With patriotism sweeping America, is the time right for mandatory national service?...
Mainstream journalists and progressive pundits continue to
speculate that, as the demand for troops in Iraq continues into
perpetuity, recruitment numbers promise to keep plummeting. A
Washington Monthly editorial (March 2005) seconds
that analysis and goes on to advocate for military conscription,
arguing that the United States 'can be the world's superpower, or
it can maintain the current all-volunteer military, but it probably
can't do both.' Meanwhile, activists in the anti-draft movement are
circulating petitions and urging concerned citizens to call elected
representatives to register their objections. They're also letting
people know that, draft or no draft, the time has come to prepare
for the worst.
Helen James, writing in Mothering (Jan./Feb.
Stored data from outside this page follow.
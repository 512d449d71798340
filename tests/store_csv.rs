// tests/store_csv.rs
use std::fs;

use news_sentiment::news::Article;
use news_sentiment::sentiment::SentimentLabel;
use news_sentiment::store::{ArticleCollection, CsvStore};
use news_sentiment::PipelineError;

fn sample() -> ArticleCollection {
    let mut coll = ArticleCollection::new(vec![
        Article {
            title: "Budget, explained".into(),
            description: Some("A \"quote\" and a, comma".into()),
            published_at: news_sentiment::news::parse_timestamp("2024-05-02T06:00:00Z"),
            source: Some("Mint".into()),
            url: "https://example.com/budget".into(),
        },
        Article {
            title: "No date".into(),
            description: None,
            published_at: None,
            source: None,
            url: "https://example.com/nodate".into(),
        },
    ]);
    coll.set_label_column(
        "sentiment_description",
        vec![Some(SentimentLabel::Positive), None],
    )
    .unwrap();
    coll
}

#[test]
fn save_then_load_keeps_cells_and_labels() {
    let dir = tempfile::tempdir().unwrap();
    let store = CsvStore::new(dir.path().join("data"));

    let path = store.save(&sample(), "news_with_sentiment.csv").unwrap();
    assert!(path.is_file());

    let back = store.load("news_with_sentiment.csv").unwrap();
    assert_eq!(back, sample());
    assert_eq!(
        back.column_names(),
        vec![
            "title",
            "description",
            "publishedAt",
            "source",
            "url",
            "sentiment_description"
        ]
    );
}

#[test]
fn foreign_columns_survive_a_round_trip() {
    let dir = tempfile::tempdir().unwrap();
    fs::write(
        dir.path().join("external.csv"),
        "title,url,author,bert_sentiment\nA,https://a,Jane,NEGATIVE\nB,https://b,,\n",
    )
    .unwrap();
    let store = CsvStore::new(dir.path());

    let coll = store.load("external.csv").unwrap();
    assert_eq!(coll.len(), 2);
    assert_eq!(coll.extra_columns()[0].name, "author");
    let labels = &coll.label_column("bert_sentiment").unwrap().values;
    assert_eq!(labels, &vec![Some(SentimentLabel::Negative), None]);

    store.save(&coll, "copy.csv").unwrap();
    let again = store.load("copy.csv").unwrap();
    assert_eq!(again.extra_columns()[0].values, vec!["Jane", ""]);
}

#[test]
fn missing_file_is_not_found() {
    let dir = tempfile::tempdir().unwrap();
    let store = CsvStore::new(dir.path());
    match store.load("news_with_gpt_sentiment.csv") {
        Err(PipelineError::NotFound(name)) => assert_eq!(name, "news_with_gpt_sentiment.csv"),
        other => panic!("expected NotFound, got {other:?}"),
    }
}

#[test]
fn failed_save_keeps_previous_file() {
    let dir = tempfile::tempdir().unwrap();
    let store = CsvStore::new(dir.path());
    store.save(&sample(), "gnews_output.csv").unwrap();
    let before = fs::read(dir.path().join("gnews_output.csv")).unwrap();

    // Block the temp path so the write itself fails.
    fs::create_dir(dir.path().join(".gnews_output.csv.tmp")).unwrap();
    let err = store
        .save(&ArticleCollection::default(), "gnews_output.csv")
        .expect_err("write must fail");
    assert!(matches!(err, PipelineError::Io(_) | PipelineError::Csv(_)), "{err:?}");

    let after = fs::read(dir.path().join("gnews_output.csv")).unwrap();
    assert_eq!(before, after);
}

#[test]
fn list_shows_only_csv_files_sorted() {
    let dir = tempfile::tempdir().unwrap();
    let store = CsvStore::new(dir.path());
    store.save(&sample(), "b.csv").unwrap();
    store.save(&sample(), "a.csv").unwrap();
    fs::write(dir.path().join("notes.txt"), "x").unwrap();
    fs::write(dir.path().join(".hidden.csv"), "x").unwrap();

    assert_eq!(store.list().unwrap(), vec!["a.csv", "b.csv"]);
    assert!(CsvStore::new(dir.path().join("nope")).list().unwrap().is_empty());
}

#[test]
fn path_escape_is_rejected() {
    let store = CsvStore::new("data");
    for bad in ["../secrets.csv", "sub/x.csv", "", "x.txt"] {
        assert!(
            matches!(store.load(bad), Err(PipelineError::InvalidInput(_))),
            "{bad:?} should be rejected"
        );
    }
}

#[test]
fn raw_reply_cells_keep_their_label_through_a_resave() {
    let dir = tempfile::tempdir().unwrap();
    fs::write(
        dir.path().join("news_with_gpt_sentiment.csv"),
        "title,url,gpt_sentiment\n\
         A,https://a,Positive.\n\
         B,https://b,The sentiment is Negative\n\
         C,https://c,no idea\n",
    )
    .unwrap();
    let store = CsvStore::new(dir.path());

    let coll = store.load("news_with_gpt_sentiment.csv").unwrap();
    store.save(&coll, "news_with_gpt_sentiment.csv").unwrap();
    let again = store.load("news_with_gpt_sentiment.csv").unwrap();

    assert_eq!(
        again.label_column("gpt_sentiment").unwrap().values,
        vec![
            Some(SentimentLabel::Positive),
            Some(SentimentLabel::Negative),
            Some(SentimentLabel::Unknown),
        ]
    );
    let text = fs::read_to_string(dir.path().join("news_with_gpt_sentiment.csv")).unwrap();
    assert!(text.contains("https://a,Positive"), "{text}");
    assert!(!text.contains("Positive."), "{text}");
}
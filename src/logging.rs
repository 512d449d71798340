// src/logging.rs
use tracing_subscriber::{fmt, prelude::*, EnvFilter};

pub const DEFAULT_FILTER: &str = "news_sentiment=info,warn";

/// Install the global subscriber.
///
/// `RUST_LOG` overrides the filter; `LOG_FORMAT=json` switches to JSON lines.
/// A subscriber installed earlier (the Shuttle runtime sets one up) is left
/// in place.
pub fn init_tracing() {
    let filter = EnvFilter::try_from_default_env().unwrap_or_else(|_| EnvFilter::new(DEFAULT_FILTER));
    let json = std::env::var("LOG_FORMAT")
        .map(|v| v.eq_ignore_ascii_case("json"))
        .unwrap_or(false);

    let res = if json {
        tracing_subscriber::registry()
            .with(filter)
            .with(fmt::layer().json().with_current_span(false))
            .try_init()
    } else {
        tracing_subscriber::registry()
            .with(filter)
            .with(fmt::layer().compact().with_target(false))
            .try_init()
    };
    if res.is_err() {
        tracing::debug!("tracing subscriber already installed");
    }
}
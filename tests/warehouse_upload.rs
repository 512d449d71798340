// tests/warehouse_upload.rs
//
// CSV file -> warehouse append, via the in-process warehouse.

use news_sentiment::sentiment::SentimentLabel;
use news_sentiment::store::warehouse::{DEFAULT_DATASET, DEFAULT_TABLE};
use news_sentiment::store::{upload, CsvStore, MemoryWarehouse, Warehouse, WarehouseTarget};
use news_sentiment::PipelineError;

const LABELLED: &str = "\
title,description,publishedAt,source,url,bert_sentiment
Rally,Stocks climb,2024-03-01T08:00:00Z,Mint,https://example.com/1,Positive
Floods,Rivers burst,2024-03-02T09:30:00Z,NDTV,https://example.com/2,Negative
";

fn target() -> WarehouseTarget {
    WarehouseTarget::new("demo-project", DEFAULT_DATASET, DEFAULT_TABLE, "asia-south1").unwrap()
}

#[tokio::test]
async fn first_upload_creates_dataset_then_later_uploads_append() {
    let dir = tempfile::tempdir().unwrap();
    std::fs::write(dir.path().join("news_with_bert_sentiment.csv"), LABELLED).unwrap();
    let coll = CsvStore::new(dir.path())
        .load("news_with_bert_sentiment.csv")
        .unwrap();

    let wh = MemoryWarehouse::new();
    let first = upload(&coll, &target(), &wh).await.unwrap();
    assert!(first.dataset_created);
    assert_eq!(first.rows, 2);

    let second = upload(&coll, &target(), &wh).await.unwrap();
    assert!(!second.dataset_created);
    assert_eq!(wh.dataset_creates(), 1);
    assert_eq!(wh.row_count(&target()), 4);
    assert!(wh.columns(&target()).contains(&"bert_sentiment".to_string()));

    // Rows read back newest first, labels intact.
    let recent = wh.fetch_recent(&target(), 1).await.unwrap();
    assert_eq!(recent.len(), 1);
    assert_eq!(recent.articles()[0].title, "Floods");
    assert_eq!(
        recent.label_column("bert_sentiment").unwrap().values,
        vec![Some(SentimentLabel::Negative)]
    );
}

#[tokio::test]
async fn rejected_append_surfaces_the_warehouse_message() {
    let dir = tempfile::tempdir().unwrap();
    std::fs::write(dir.path().join("in.csv"), LABELLED).unwrap();
    let coll = CsvStore::new(dir.path()).load("in.csv").unwrap();

    let wh = MemoryWarehouse::failing("Access Denied: Table demo-project:news_dataset_asia");
    match upload(&coll, &target(), &wh).await {
        Err(PipelineError::UploadFailed(msg)) => assert!(msg.contains("Access Denied")),
        other => panic!("expected UploadFailed, got {other:?}"),
    }
}

#[test]
fn bad_identifiers_are_rejected_before_any_call() {
    assert!(WarehouseTarget::new("demo-project", "bad-dataset!", DEFAULT_TABLE, "US").is_err());
    assert!(WarehouseTarget::new("", DEFAULT_DATASET, DEFAULT_TABLE, "US").is_err());
    assert_eq!(
        target().qualified(),
        "demo-project.news_dataset_asia.news_with_sentiment"
    );
}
2005), urges concerned parents to start compiling a conscientious
objector (CO) file for their sons and (who knows?) daughters --
just as she did 13 years ago for her then 9-year-old boy, Adam.
'Should [he] ever want to prove the depth of his convictions,' she
writes, 'he'll already have a scrapbook full of documents tracing
his beliefs over his entire life.'
In 1971, more than a year before there was a cease-fire in
Vietnam, Congress passed sweeping changes to draft law. Most
notably, a clause that granted full-time students exemption from
service was eliminated. If college students were called up today,
they would be allowed to finish the current semester before
shipping out, but only conscientious objectors would be able to
skirt the selection process.
Applicants for CO status must prove their sincerity to the draft
board: They must convince a group of strangers that they are
opposed to war of any kind 'by reason of religious training and
belief.' (Conscientious objection can also be founded in a
long-standing moral conviction, not necessarily an affiliation with
a specific religion.) As James points out, a CO doesn't even need
to be opposed to violence. Death penalty advocates may be COs, for
instance. What's important is that applicants prove that war -- any
war, anywhere -- violates their core values, and that those values
influenced their behavior well before they were drafted.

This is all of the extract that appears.